### Given entries

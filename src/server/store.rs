use super::error::{AppError, AppResult};
use crate::report::{BaseConfig, SharedSettings, TypeDetail};
use chrono::{DateTime, Utc};
use serde::{Deserialize, Serialize};
use std::collections::HashMap;
use tokio::sync::RwLock;
use tracing::info;

/// The single stored configuration record. Every part is `None` until set.
#[derive(Debug, Clone, Default, PartialEq, Serialize, Deserialize)]
#[serde(rename_all = "camelCase")]
pub struct ConfigSnapshot {
    pub base_config: Option<BaseConfig>,
    pub management_configs: Option<HashMap<String, TypeDetail>>,
    pub updated_at: Option<DateTime<Utc>>,
    pub version: u64,
}

impl ConfigSnapshot {
    pub fn settings(&self) -> SharedSettings {
        SharedSettings {
            base_config: self.base_config.clone(),
            management_configs: self.management_configs.clone(),
        }
    }
}

/// Partial update. Absent parts are kept; `expectedVersion`, when given,
/// must match the stored version.
#[derive(Debug, Clone, Default, Serialize, Deserialize)]
#[serde(rename_all = "camelCase")]
pub struct ConfigPatch {
    #[serde(default)]
    pub base_config: Option<BaseConfig>,
    #[serde(default)]
    pub management_configs: Option<HashMap<String, TypeDetail>>,
    #[serde(default, skip_serializing_if = "Option::is_none")]
    pub expected_version: Option<u64>,
}

impl From<SharedSettings> for ConfigPatch {
    fn from(settings: SharedSettings) -> Self {
        Self {
            base_config: settings.base_config,
            management_configs: settings.management_configs,
            expected_version: None,
        }
    }
}

/// In-memory config record guarded by a lock. Lives as long as the server.
#[derive(Debug, Default)]
pub struct ConfigStore {
    inner: RwLock<ConfigSnapshot>,
}

impl ConfigStore {
    pub fn new() -> Self {
        Self::default()
    }

    /// Store pre-populated from a settings file. Counts as the first write.
    pub fn seeded(settings: SharedSettings) -> Self {
        let snapshot = ConfigSnapshot {
            base_config: settings.base_config,
            management_configs: settings.management_configs,
            updated_at: Some(Utc::now()),
            version: 1,
        };
        Self {
            inner: RwLock::new(snapshot),
        }
    }

    pub async fn get(&self) -> ConfigSnapshot {
        self.inner.read().await.clone()
    }

    pub async fn update(&self, patch: ConfigPatch) -> AppResult<ConfigSnapshot> {
        if let Some(configs) = &patch.management_configs {
            if let Some((key, detail)) = configs.iter().find(|(k, d)| **k != d.type_name) {
                return Err(AppError::Validation(format!(
                    "Entry '{}' describes type '{}'",
                    key, detail.type_name
                )));
            }
        }

        let mut guard = self.inner.write().await;

        if let Some(expected) = patch.expected_version {
            if expected != guard.version {
                return Err(AppError::Conflict {
                    expected,
                    current: guard.version,
                });
            }
        }

        if let Some(base) = patch.base_config {
            guard.base_config = Some(base);
        }
        if let Some(configs) = patch.management_configs {
            guard.management_configs = Some(configs);
        }
        guard.version += 1;
        guard.updated_at = Some(Utc::now());

        info!("Config updated to version {}", guard.version);
        Ok(guard.clone())
    }
}
pub mod catalogue;
pub mod derive;

pub use self::catalogue::{BaseConfig, SharedSettings, TypeCatalogue, TypeDefinition, TypeDetail};
pub use self::derive::{derive_batch, derive_record, primary_type, rank_items};

use serde::{Deserialize, Serialize};

/// Visual thickness per rank tier: first, second, everything else.
pub const THICKNESS_TIERS: [u32; 3] = [30, 20, 10];

#[derive(Debug, Clone, PartialEq, Serialize, Deserialize)]
pub struct MetricItem {
    pub label: String,
    pub value: f64,
}

impl MetricItem {
    pub fn new(label: &str, value: f64) -> Self {
        Self {
            label: label.to_string(),
            value,
        }
    }
}

#[derive(Debug, Clone, PartialEq, Serialize, Deserialize)]
pub struct RankedItem {
    pub label: String,
    pub value: f64,
    pub rank: u32,
    pub thickness: u32,
}

/// Both ring groups of one report. Items are stored in rank order.
#[derive(Debug, Clone, PartialEq, Serialize, Deserialize)]
#[serde(rename_all = "camelCase")]
pub struct DualRingLayout {
    pub outer: Vec<RankedItem>,
    pub inner: Vec<RankedItem>,
    pub outer_total: f64,
    pub inner_total: f64,
}

pub type TypeScore = MetricItem;

#[derive(Debug, Clone, PartialEq, Serialize, Deserialize)]
#[serde(rename_all = "camelCase")]
pub struct ReportRecord {
    pub name: String,
    pub date: String,
    pub dual_ring: DualRingLayout,
    pub type_scores: Vec<TypeScore>,
    pub primary_type: String,
    /// `None` when the catalogue has no entry for the primary type.
    pub type_detail: Option<TypeDetail>,
}
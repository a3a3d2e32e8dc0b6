use clap::Args;
use reportforge::report::SharedSettings;
use reportforge::server::{self, ConfigStore};
use reportforge::ReportResult;
use std::net::SocketAddr;
use std::path::PathBuf;
use tracing::info;

#[derive(Args, Debug, Clone)]
pub struct ServeArgs {
    #[arg(long, default_value_t = 3001)]
    pub port: u16,

    #[arg(long, default_value = "0.0.0.0")]
    pub host: std::net::IpAddr,

    /// Directory served for any path the API does not handle.
    #[arg(long)]
    pub static_dir: Option<PathBuf>,
}

pub async fn run(args: ServeArgs, seed: Option<SharedSettings>) -> ReportResult<()> {
    let store = match seed {
        Some(settings) => {
            info!("Seeding config store from settings file");
            ConfigStore::seeded(settings)
        }
        None => ConfigStore::new(),
    };

    let addr = SocketAddr::new(args.host, args.port);
    server::serve(addr, store, args.static_dir).await?;
    Ok(())
}
pub mod date;
pub mod loader;
pub mod validate;

pub use self::date::{normalize_date, Clock, FixedClock, SystemClock};
pub use self::loader::{load_rows, load_rows_from_reader, load_rows_from_workbook};
pub use self::validate::{validate_rows, RangeViolation, ValidationReport};

use crate::schema::ScoreField;
use chrono::NaiveDate;
use std::collections::BTreeMap;

/// A score cell as it appeared in the sheet.
#[derive(Debug, Clone, PartialEq)]
pub enum ScoreCell {
    Number(f64),
    Text(String),
}

impl ScoreCell {
    pub fn parse(raw: &str) -> Self {
        let trimmed = raw.trim();
        match trimmed.parse::<f64>() {
            Ok(v) if v.is_finite() => ScoreCell::Number(v),
            _ => ScoreCell::Text(trimmed.to_string()),
        }
    }

    pub fn as_number(&self) -> Option<f64> {
        match self {
            ScoreCell::Number(v) => Some(*v),
            ScoreCell::Text(_) => None,
        }
    }
}

/// A date cell of unknown shape: spreadsheet serial, free text or a real date.
#[derive(Debug, Clone, PartialEq)]
pub enum DateCell {
    Serial(f64),
    Text(String),
    Native(NaiveDate),
    Missing,
}

impl DateCell {
    pub fn parse(raw: &str) -> Self {
        let trimmed = raw.trim();
        if trimmed.is_empty() {
            return DateCell::Missing;
        }
        match trimmed.parse::<f64>() {
            Ok(v) if v.is_finite() => DateCell::Serial(v),
            _ => DateCell::Text(trimmed.to_string()),
        }
    }
}

/// One assessment row: a person, a date and the 14 scores.
#[derive(Debug, Clone, PartialEq)]
pub struct RawRow {
    pub name: String,
    pub date: DateCell,
    pub scores: BTreeMap<ScoreField, ScoreCell>,
}

impl RawRow {
    pub fn score(&self, field: ScoreField) -> Option<&ScoreCell> {
        self.scores.get(&field)
    }

    /// Numeric value used for derivation. Non-numeric or absent cells count as zero.
    pub fn value(&self, field: ScoreField) -> f64 {
        self.score(field).and_then(ScoreCell::as_number).unwrap_or(0.0)
    }

    /// Convenience constructor for fully numeric rows.
    pub fn from_values(name: &str, date: DateCell, values: &[(ScoreField, f64)]) -> Self {
        Self {
            name: name.to_string(),
            date,
            scores: values
                .iter()
                .map(|(f, v)| (*f, ScoreCell::Number(*v)))
                .collect(),
        }
    }
}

######

▸ What the task asks: What is needed is every line of the records above that contains the word "TypeScore".

▸ Task solution:
pub type TypeScore = MetricItem;
    pub type_scores: Vec<TypeScore>,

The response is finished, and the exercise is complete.